Who thinks he goes top 5?


----------



## NOBLE (Apr 10, 2005)

shookem said:


> Who thinks he goes top 5?


 _*Raises hand*
_


----------



## Starbury03 (Aug 12, 2003)

I think Rando will be better than Williams and Felton. But Paul has really impressed me and I wasnt of fan of his, I think he will be a special point guard in this league. It would be best for Rando to land on a team that doesnt have huge offesnsive defency's becuase he isnt a great shooter and he will be required to score more but that's not his game. I think he would for really well on a contender that maybe trades for him.


----------



## bruno34115 (Apr 14, 2003)

I am a huge fan of Rondo. I think he will probably be the best player to come out of the 06' draft (if he comes out).


----------



## sheefo13 (Jul 13, 2002)

I think by season's end and after the combine, this guy will defenatly be a top3 pick.


----------



## BigMac (Jan 14, 2005)

Hawks would be a perfect team for him.


----------



## Jonathan Watters (Jul 20, 2002)

I agree that Rondo is very nice athletically and has a great feel for the game, but claiming he is going to be better than Deron Williams and Raymond Felton is a stretch of monumental proportions. At this point, he just isn't the assertive offensive force that his team needs him to be. The talk all offseason was that he has improved offensively, but we can't see it if he won't shoot. Another concern of mine is that he almost never takes the ball all the way to the basket. It doesn't do you much good to be athletic if you won't take people off the dribble. For now, I say Darius Washington and Jordan Farmar over him when it comes to sophomore point guards.


----------



## BigMac (Jan 14, 2005)

Jonathan Watters said:


> I agree that Rondo is very nice athletically and has a great feel for the game, but claiming he is going to be better than Deron Williams and Raymond Felton is a stretch of monumental proportions. At this point, he just isn't the assertive offensive force that his team needs him to be. The talk all offseason was that he has improved offensively, but we can't see it if he won't shoot. Another concern of mine is that he almost never takes the ball all the way to the basket. It doesn't do you much good to be athletic if you won't take people off the dribble. For now, I say Darius Washington and Jordan Farmar over him when it comes to sophomore point guards.
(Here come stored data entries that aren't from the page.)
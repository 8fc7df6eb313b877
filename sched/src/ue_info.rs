//! Per-UE Scheduling State
//!
//! One [`UeInfo`] exists per RNTI per scheduler instance. It is created
//! when the UE's first logical channel is configured, mutated every slot
//! (reset at slot start, incremented additively during the allocation
//! loop) and destroyed when the UE is released.

use std::collections::BTreeMap;

use tracing::debug;

use common::{BeamConfId, Direction, Mcs, Rnti};

use crate::amc::Amc;
use crate::harq::HarqVector;

/// MCS value meaning "no valid CQI received yet for this stream"
pub const INVALID_MCS: Mcs = u8::MAX;

/// A frequency × time resource quantity: the unit of "how much was
/// given/requested/available" threaded through every allocation step.
#[derive(Debug, Clone, Copy, PartialEq, Eq, Default)]
pub struct FtResources {
    /// Resource block groups (RBG × symbol units)
    pub rbg: u32,
    /// OFDM symbols
    pub sym: u32,
}

impl FtResources {
    pub fn new(rbg: u32, sym: u32) -> Self {
        Self { rbg, sym }
    }
}

impl std::ops::AddAssign for FtResources {
    fn add_assign(&mut self, rhs: Self) {
        self.rbg += rhs.rbg;
        self.sym += rhs.sym;
    }
}

/// Byte queues of the logical channels belonging to one LCG.
#[derive(Debug, Clone, Default)]
pub struct LcGroup {
    channels: BTreeMap<u8, u32>,
}

impl LcGroup {
    /// Update the queue estimate of one logical channel.
    pub fn update_queue(&mut self, lcid: u8, bytes: u32) {
        self.channels.insert(lcid, bytes);
    }

    /// Total bytes queued across the group's channels.
    pub fn total_queue(&self) -> u32 {
        self.channels.values().sum()
    }

    /// Logical channel ids configured in this group.
    pub fn lcids(&self) -> impl Iterator<Item = u8> + '_ {
        self.channels.keys().copied()
    }

    pub fn contains(&self, lcid: u8) -> bool {
        self.channels.contains_key(&lcid)
    }
}

/// Downlink CQI report state: rank indicator plus one wideband CQI per
/// stream.
#[derive(Debug, Clone)]
pub struct DlCqiInfo {
    /// Rank indicator (1 or 2)
    pub ri: u8,
    /// Wideband CQI per stream
    pub wb_cqi: Vec<u8>,
}

impl Default for DlCqiInfo {
    fn default() -> Self {
        Self {
            ri: 1,
            wb_cqi: vec![0],
        }
    }
}

/// Proportional-fair throughput tracking for one direction.
///
/// Throughput is tracked in bytes per symbol; only the ratio between
/// potential and average matters for the comparison.
#[derive(Debug, Clone, Copy, Default)]
pub struct PfMetric {
    pub curr_tput: f64,
    pub avg_tput: f64,
    pub last_avg_tput: f64,
    pub potential_tput: f64,
}

/// Per-UE mutable scheduling record.
#[derive(Debug, Clone)]
pub struct UeInfo {
    pub rnti: Rnti,
    /// IMSI used only for trace output
    pub imsi: u64,
    /// TX/RX beam pairing, the OFDMA per-beam grouping key
    pub beam_conf_id: BeamConfId,

    /// DL MCS per stream (up to 2 for rank-2 MIMO)
    pub dl_mcs: Vec<Mcs>,
    pub ul_mcs: Mcs,
    /// DL transport block size per stream, bytes
    pub dl_tb_size: Vec<u32>,
    pub ul_tb_size: u32,

    /// RBG × symbol units assigned this slot
    pub dl_rbg: u32,
    pub ul_rbg: u32,
    /// Symbols assigned this slot
    pub dl_sym: u32,
    pub ul_sym: u32,

    /// DL RLC queues grouped by LCG
    pub dl_lcg: BTreeMap<u8, LcGroup>,
    /// UL buffer status per LCG, from BSRs
    pub ul_lcg: BTreeMap<u8, u32>,
    /// Pending scheduling request without a BSR yet
    pub sr_pending: bool,

    pub dl_cqi: DlCqiInfo,

    /// In-flight HARQ processes, per direction
    pub dl_harq: HarqVector,
    pub ul_harq: HarqVector,

    pub dl_pf: PfMetric,
    pub ul_pf: PfMetric,
}

impl UeInfo {
    pub fn new(rnti: Rnti, beam_conf_id: BeamConfId) -> Self {
        Self {
            rnti,
            imsi: rnti.value() as u64,
            beam_conf_id,
            dl_mcs: vec![INVALID_MCS],
            ul_mcs: INVALID_MCS,
            dl_tb_size: vec![0],
            ul_tb_size: 0,
            dl_rbg: 0,
            ul_rbg: 0,
            dl_sym: 0,
            ul_sym: 0,
            dl_lcg: BTreeMap::new(),
            ul_lcg: BTreeMap::new(),
            sr_pending: false,
            dl_cqi: DlCqiInfo::default(),
            dl_harq: HarqVector::default(),
            ul_harq: HarqVector::default(),
            dl_pf: PfMetric::default(),
            ul_pf: PfMetric::default(),
        }
    }

    /// Total DL bytes queued across every LCG.
    pub fn total_dl_buffer(&self) -> u32 {
        self.dl_lcg.values().map(|g| g.total_queue()).sum()
    }

    /// Total UL bytes reported across every LCG.
    pub fn total_ul_buffer(&self) -> u32 {
        self.ul_lcg.values().sum()
    }

    /// Cumulative DL TB size across streams.
    pub fn dl_tbs_total(&self) -> u32 {
        self.dl_tb_size.iter().sum()
    }

    pub fn rbg(&self, dir: Direction) -> u32 {
        match dir {
            Direction::Dl => self.dl_rbg,
            Direction::Ul => self.ul_rbg,
        }
    }

    pub fn mcs(&self, dir: Direction) -> Mcs {
        match dir {
            Direction::Dl => self.dl_mcs[0],
            Direction::Ul => self.ul_mcs,
        }
    }

    pub fn tbs_total(&self, dir: Direction) -> u32 {
        match dir {
            Direction::Dl => self.dl_tbs_total(),
            Direction::Ul => self.ul_tb_size,
        }
    }

    pub fn pf(&self, dir: Direction) -> &PfMetric {
        match dir {
            Direction::Dl => &self.dl_pf,
            Direction::Ul => &self.ul_pf,
        }
    }

    /// Record an allocation of `assigned` to this UE.
    pub fn add_assigned(&mut self, dir: Direction, assigned: FtResources) {
        match dir {
            Direction::Dl => {
                self.dl_rbg += assigned.rbg;
                self.dl_sym += assigned.sym;
            }
            Direction::Ul => {
                self.ul_rbg += assigned.rbg;
                self.ul_sym += assigned.sym;
            }
        }
    }

    /// Reset slot-dependent DL state. Called at slot start.
    ///
    /// The PF average of the previous slot is saved as the baseline for
    /// this slot's exponential moving average.
    pub fn reset_dl_sched_info(&mut self) {
        self.dl_rbg = 0;
        self.dl_sym = 0;
        for tbs in &mut self.dl_tb_size {
            *tbs = 0;
        }
        self.dl_pf.last_avg_tput = self.dl_pf.avg_tput;
        self.dl_pf.avg_tput = 0.0;
        self.dl_pf.curr_tput = 0.0;
        self.dl_pf.potential_tput = 0.0;
    }

    /// Reset slot-dependent UL state. Called at slot start.
    pub fn reset_ul_sched_info(&mut self) {
        self.ul_rbg = 0;
        self.ul_sym = 0;
        self.ul_tb_size = 0;
        self.ul_pf.last_avg_tput = self.ul_pf.avg_tput;
        self.ul_pf.avg_tput = 0.0;
        self.ul_pf.curr_tput = 0.0;
        self.ul_pf.potential_tput = 0.0;
    }

    /// Recompute the DL TB sizes from the assigned RBG count.
    ///
    /// A rank-1 UE that still carries two streams (it recently switched
    /// down from rank 2) transmits on the stream with the highest CQI;
    /// the other stream's TB size is zeroed.
    pub fn update_dl_metric(&mut self, amc: &dyn Amc, rb_per_rbg: u32) {
        if self.dl_rbg == 0 {
            for tbs in &mut self.dl_tb_size {
                *tbs = 0;
            }
            return;
        }

        let num_rb = self.dl_rbg * rb_per_rbg;
        match self.dl_cqi.ri {
            1 => {
                if self.dl_mcs.len() == 1 {
                    debug_assert_ne!(self.dl_mcs[0], INVALID_MCS);
                    self.dl_tb_size[0] = amc.calculate_tb_size(self.dl_mcs[0], num_rb);
                } else {
                    let best = self
                        .dl_cqi
                        .wb_cqi
                        .iter()
                        .enumerate()
                        .max_by_key(|(_, cqi)| **cqi)
                        .map(|(i, _)| i)
                        .unwrap_or(0);
                    debug!(
                        "UE {} switched from 2 streams to 1, using stream {}",
                        self.rnti, best
                    );
                    for stream in 0..self.dl_tb_size.len() {
                        self.dl_tb_size[stream] = if stream == best {
                            debug_assert_ne!(self.dl_mcs[stream], INVALID_MCS);
                            amc.calculate_tb_size(self.dl_mcs[stream], num_rb)
                        } else {
                            0
                        };
                    }
                }
            }
            2 => {
                debug_assert!(self.dl_mcs.len() >= 2);
                for stream in 0..2 {
                    debug_assert_ne!(self.dl_mcs[stream], INVALID_MCS);
                    self.dl_tb_size[stream] = amc.calculate_tb_size(self.dl_mcs[stream], num_rb);
                }
            }
            ri => unreachable!("rank indicator {} not supported", ri),
        }
    }

    /// Recompute the UL TB size from the assigned RBG count.
    pub fn update_ul_metric(&mut self, amc: &dyn Amc, rb_per_rbg: u32) {
        if self.ul_rbg == 0 {
            self.ul_tb_size = 0;
        } else {
            self.ul_tb_size = amc.calculate_tb_size(self.ul_mcs, self.ul_rbg * rb_per_rbg);
        }
    }

    pub fn update_metric(&mut self, dir: Direction, amc: &dyn Amc, rb_per_rbg: u32) {
        match dir {
            Direction::Dl => self.update_dl_metric(amc, rb_per_rbg),
            Direction::Ul => self.update_ul_metric(amc, rb_per_rbg),
        }
    }

    /// Discard an assignation that did not result in a usable TB; the
    /// RBGs stay empty in the slot. Restores the PF average to the slot
    /// baseline.
    pub fn reset_metric(&mut self, dir: Direction) {
        match dir {
            Direction::Dl => {
                for tbs in &mut self.dl_tb_size {
                    *tbs = 0;
                }
                self.dl_pf.avg_tput = self.dl_pf.last_avg_tput;
            }
            Direction::Ul => {
                self.ul_tb_size = 0;
                self.ul_pf.avg_tput = self.ul_pf.last_avg_tput;
            }
        }
    }

    /// Zero the TB of every stream not needed to cover `buf` bytes.
    ///
    /// If the cumulative TB size of the first streams already covers the
    /// pending buffer, the surplus streams must not announce a TB the
    /// transmitter will never send.
    pub fn trim_surplus_dl_streams(&mut self, buf: u32) {
        let mut covered = 0u32;
        let mut satisfied = false;
        for tbs in &mut self.dl_tb_size {
            if satisfied {
                *tbs = 0;
                continue;
            }
            covered = covered.saturating_add(*tbs);
            if covered >= buf.max(crate::scheduler::MIN_TB_SIZE_BYTES) {
                satisfied = true;
            }
        }
    }

    /// Update the PF throughput tracking after an allocation iteration.
    ///
    /// Every candidate refreshes its average each iteration, scheduled or
    /// not: the averaging is time-windowed, so an idle UE's average must
    /// keep decaying toward zero.
    pub fn update_pf_metric(
        &mut self,
        dir: Direction,
        tot_assigned: FtResources,
        time_window: f64,
        amc: &dyn Amc,
        rb_per_rbg: u32,
    ) {
        self.update_metric(dir, amc, rb_per_rbg);
        let curr = if tot_assigned.sym > 0 {
            self.tbs_total(dir) as f64 / tot_assigned.sym as f64
        } else {
            0.0
        };
        let pf = match dir {
            Direction::Dl => &mut self.dl_pf,
            Direction::Ul => &mut self.ul_pf,
        };
        pf.curr_tput = curr;
        pf.avg_tput =
            (1.0 - 1.0 / time_window) * pf.last_avg_tput + (1.0 / time_window) * pf.curr_tput;
    }

    /// Compute the throughput this UE could reach with the resources
    /// assignable in one allocation iteration.
    pub fn calculate_potential_tput(
        &mut self,
        dir: Direction,
        assignable: FtResources,
        amc: &dyn Amc,
        rb_per_rbg: u32,
    ) {
        let num_rb = assignable.rbg * rb_per_rbg;
        let tbs: u32 = match dir {
            Direction::Dl => self
                .dl_mcs
                .iter()
                .filter(|mcs| **mcs != INVALID_MCS)
                .map(|mcs| amc.calculate_tb_size(*mcs, num_rb))
                .sum(),
            Direction::Ul => amc.calculate_tb_size(self.ul_mcs, num_rb),
        };
        let potential = if assignable.sym > 0 {
            tbs as f64 / assignable.sym as f64
        } else {
            0.0
        };
        match dir {
            Direction::Dl => self.dl_pf.potential_tput = potential,
            Direction::Ul => self.ul_pf.potential_tput = potential,
        }
    }
}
it's only his sophomore season but he has improve his O alot from 8.1ppg to 14.


----------



## RocketFreak (Sep 4, 2005)

He is as good if not better than Felton, but has a way to go still to get to Paul or Williams level. Not saying he can't get there, he is just not there yet.


----------



## Matthew Maurer (Oct 17, 2002)

> He is as good if not better than Felton, but has a way to go still to get to Paul or Williams level. Not saying he can't get there, he is just not there yet.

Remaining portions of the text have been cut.